To ensure arcing does not occur, it is important to use the appropriate Battery Management System (BMS) and have the necessary protection circuitry in place. The BMS keeps track of factors like total voltage, total current, voltage across each cell, temperature, pressure to avoid overcharge, overdischarge, or any other possible faults [16]. Other main characteristics of this BMS include the prediction of the state of charge of the battery, [17], state of health of the cell, and fault diagnosis for batteries, sensors, loose connections, and combustible gas levels. The BMS is designed to handle any faults by controlling the charge of cells, or switching off the battery power supply if necessary to obstruct damages and arcing as well. A cooling system using inert gases, carbon dioxide, or heptafluropropane can be designed to prevent arcing. These obstruct any flammability or re-ignition of arcs that may be generated in the battery pack [18].

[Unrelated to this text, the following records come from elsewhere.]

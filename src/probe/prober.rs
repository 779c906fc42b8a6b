//! Resource status prober
//!
//! One probe resolves one URL through redirects, meta refreshes and retries
//! until it reaches a terminal [`Outcome`]. Hops are strictly sequential and
//! every hop is sent through the domain rate limiter when pacing is enabled.

use super::options::CheckOptions;
use super::outcome::{Outcome, ProbeError};
use crate::anchor::{fragment_targets, has_fragment};
use crate::html::{find_refresh, scan_page, Refresh};
use crate::limiter::DomainRateLimiter;
use crate::state::ProbeState;
use crate::url::extract_domain;
use reqwest::header::{HeaderMap, HeaderValue, ACCEPT, CONTENT_TYPE, LOCATION};
use reqwest::{Client, Response};
use std::sync::Arc;
use tracing::debug;
use url::Url;

/// `Accept` header sent on every hop unless overridden
pub const HTML_ACCEPT: &str = "text/html,application/xhtml+xml,application/xml;q=0.9,*/*;q=0.8";

/// Probes URLs with a shared client, options and limiter
#[derive(Clone)]
pub struct Prober {
    client: Client,
    options: Arc<CheckOptions>,
    limiter: Option<DomainRateLimiter>,
}

/// What a single hop produced before interpretation
enum Hop {
    Response(Response),
    Failed(String),
}

impl Prober {
    /// Creates a prober; a limiter is created when the options ask for pacing
    pub fn new(client: Client, options: Arc<CheckOptions>) -> Self {
        let limiter = options.pacing_interval().map(DomainRateLimiter::new);
        Self {
            client,
            options,
            limiter,
        }
    }

    /// Replaces the limiter, e.g. to share one across probers
    pub fn with_limiter(mut self, limiter: DomainRateLimiter) -> Self {
        self.limiter = Some(limiter);
        self
    }

    pub fn options(&self) -> &CheckOptions {
        &self.options
    }

    /// Resolves `url` to a terminal outcome
    ///
    /// `extra_headers` apply to the first URL only, including its retries.
    /// Redirect and refresh targets are requested with default headers.
    pub async fn probe(&self, url: &Url, extra_headers: Option<HeaderMap>) -> Outcome {
        let options = &*self.options;
        let mut state = ProbeState::new();
        let mut current = url.clone();
        let mut headers = extra_headers;

        loop {
            if let Some(redirects) = state.exceeded(options.max_redirects) {
                return Outcome::error(
                    current.as_str(),
                    ProbeError::MaxRedirect {
                        redirects,
                        max_redirects: options.max_redirects,
                    },
                );
            }

            debug!("Probing {} ({:?})", current, state);

            let response = match self.send(&current, headers.as_ref()).await {
                Hop::Response(response) => response,
                Hop::Failed(message) => {
                    if self.wait_for_retry(&mut state, &current, &message).await {
                        continue;
                    }
                    return Outcome::error(current.as_str(), ProbeError::Fetch { message });
                }
            };

            let status = response.status();

            if status.is_redirection() {
                if let Some(next) = redirect_target(response.headers().get(LOCATION), &current) {
                    debug!("{} redirected ({}) to {}", current, status, next);
                    state.record_redirect();
                    headers = None;
                    current = next;
                    continue;
                }
            }

            if !status.is_success() {
                let code = status.as_u16();
                let allowed = extract_domain(&current)
                    .is_some_and(|host| options.is_status_allowed(&host, code));
                if allowed {
                    debug!("{} returned allowed status {}", current, code);
                    return Outcome::success(current.as_str());
                }
                if is_retryable_status(code)
                    && self
                        .wait_for_retry(&mut state, &current, &format!("status {}", code))
                        .await
                {
                    continue;
                }
                return Outcome::error(current.as_str(), ProbeError::Response { status: code });
            }

            if !is_html(response.headers()) {
                return Outcome::success(current.as_str());
            }

            let body = match response.text().await {
                Ok(body) => body,
                Err(e) => {
                    let message = describe_error(&e);
                    if self.wait_for_retry(&mut state, &current, &message).await {
                        continue;
                    }
                    return Outcome::error(current.as_str(), ProbeError::Fetch { message });
                }
            };

            let page = scan_page(&body);
            match find_refresh(&page, &current) {
                Some(Refresh::Redirect(next)) => {
                    debug!("{} refreshes to {}", current, next);
                    state.record_refresh(options.count_refresh_as_redirect);
                    headers = None;
                    current = next;
                    continue;
                }
                Some(Refresh::Malformed { raw, from }) => {
                    return Outcome::error(
                        from.as_str(),
                        ProbeError::SharedDeclarativeRefresh {
                            url: raw,
                            from: from.to_string(),
                        },
                    );
                }
                None => {}
            }

            if let Some(fragment) = self.pending_anchor(&current) {
                let targets = fragment_targets(&page.ids);
                if !has_fragment(fragment, &targets, false) {
                    return Outcome::error(
                        current.as_str(),
                        ProbeError::MissingAnchor {
                            url: current.to_string(),
                            fragment: fragment.to_string(),
                        },
                    );
                }
            }

            return Outcome::success(current.as_str());
        }
    }

    /// The fragment that still has to be found on the page, if any
    fn pending_anchor<'u>(&self, url: &'u Url) -> Option<&'u str> {
        let fragment = url.fragment().filter(|f| !f.is_empty())?;
        if !self.options.check_anchor || self.options.anchor_allowlist.allows(url, fragment) {
            return None;
        }
        Some(fragment)
    }

    /// Sleeps for the backoff and returns true if a retry is allowed
    async fn wait_for_retry(&self, state: &mut ProbeState, url: &Url, reason: &str) -> bool {
        if !state.can_retry(self.options.max_retries) {
            return false;
        }
        let retry = state.record_retry();
        let delay = self.options.backoff(retry);
        debug!(
            "Retrying {} ({}/{}) in {:?}: {}",
            url, retry, self.options.max_retries, delay, reason
        );
        tokio::time::sleep(delay).await;
        true
    }

    /// Sends one GET, through the limiter when pacing is enabled
    async fn send(&self, url: &Url, headers: Option<&HeaderMap>) -> Hop {
        let mut request = self
            .client
            .get(url.clone())
            .header(ACCEPT, HTML_ACCEPT)
            .timeout(self.options.timeout);
        if let Some(headers) = headers {
            request = request.headers(headers.clone());
        }

        let result = match (&self.limiter, extract_domain(url)) {
            (Some(limiter), Some(domain)) => {
                match limiter.execute(&domain, move || request.send()).await {
                    Ok(result) => result,
                    Err(e) => return Hop::Failed(e.to_string()),
                }
            }
            _ => request.send().await,
        };

        match result {
            Ok(response) => Hop::Response(response),
            Err(e) => Hop::Failed(describe_error(&e)),
        }
    }
}

/// Statuses below 400 or at 500 and above may be transient
pub fn is_retryable_status(status: u16) -> bool {
    status < 400 || status >= 500
}

/// Returns true if the response declares an HTML body
pub fn is_html(headers: &HeaderMap) -> bool {
    headers
        .get(CONTENT_TYPE)
        .and_then(|v| v.to_str().ok())
        .and_then(|v| v.split(';').next())
        .is_some_and(|essence| essence.trim().eq_ignore_ascii_case("text/html"))
}

/// Resolves a `Location` header against the current URL
///
/// A target without a fragment inherits the current one.
pub fn redirect_target(location: Option<&HeaderValue>, current: &Url) -> Option<Url> {
    let location = location?.to_str().ok()?;
    let mut next = current.join(location).ok()?;
    if next.fragment().is_none() {
        next.set_fragment(current.fragment());
    }
    Some(next)
}

fn describe_error(e: &reqwest::Error) -> String {
    if e.is_timeout() {
        "Request timeout".to_string()
    } else if e.is_connect() {
        format!("Connection failed: {}", e)
    } else {
        e.to_string()
    }
}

IV-C Estimation of SOC for LiFePO4

One of the functions of the BMS is to monitor the cell’s performance, and its state of health for each battery cell. The use of the LiFePO4 batteries and the high voltage of the total battery pack necessitate the need for a more specialized BMS. Traditional SOC estimation algorithms cannot work accurately since these cells require more precise measurements of voltage and current due to the plateau in the Open Circuit Voltage - SOC curve. This curve is highly influenced by factors like discharge current rate, temperature, and aging state. Different methods for SOC predictions include the use of Neural Networks and fuzzy logic, but there are drawbacks of these as the accuracy of these algorithms is highly dependent on the model and inputs [16]. In this system, use of a Dual Extended Kalman Filter (DEKF) has been proposed to estimate the SOC [19]. This model is highly resistant to noise which is necessary when maintaining a high precision system. This system is also influenced by the charging voltage to eliminate any practical noise issues that might be encountered. With this, the accuracy of the system is higher than other algorithms. The high stability of the LiFePO4 batteries require more reliant SOC estimation, making the DEKF more preferred. The tests done using dynamic discharge and constant current show that the margin of error is less than 3%.

IV-D ICC Fault detection method

While dealing with High Voltage Battery packs like the one used in this system, it is essential to find any faults in individual cells instantaneously to avoid arcing. The Interclass Correlation Coefficient (ICC) [20] method is used to efficiently determine the strength of cells in the pack and enhances the safety and stability of the battery system. This method uses the real-time voltage data for instantaneous fault detection, consequently reducing the BMS computation load [21].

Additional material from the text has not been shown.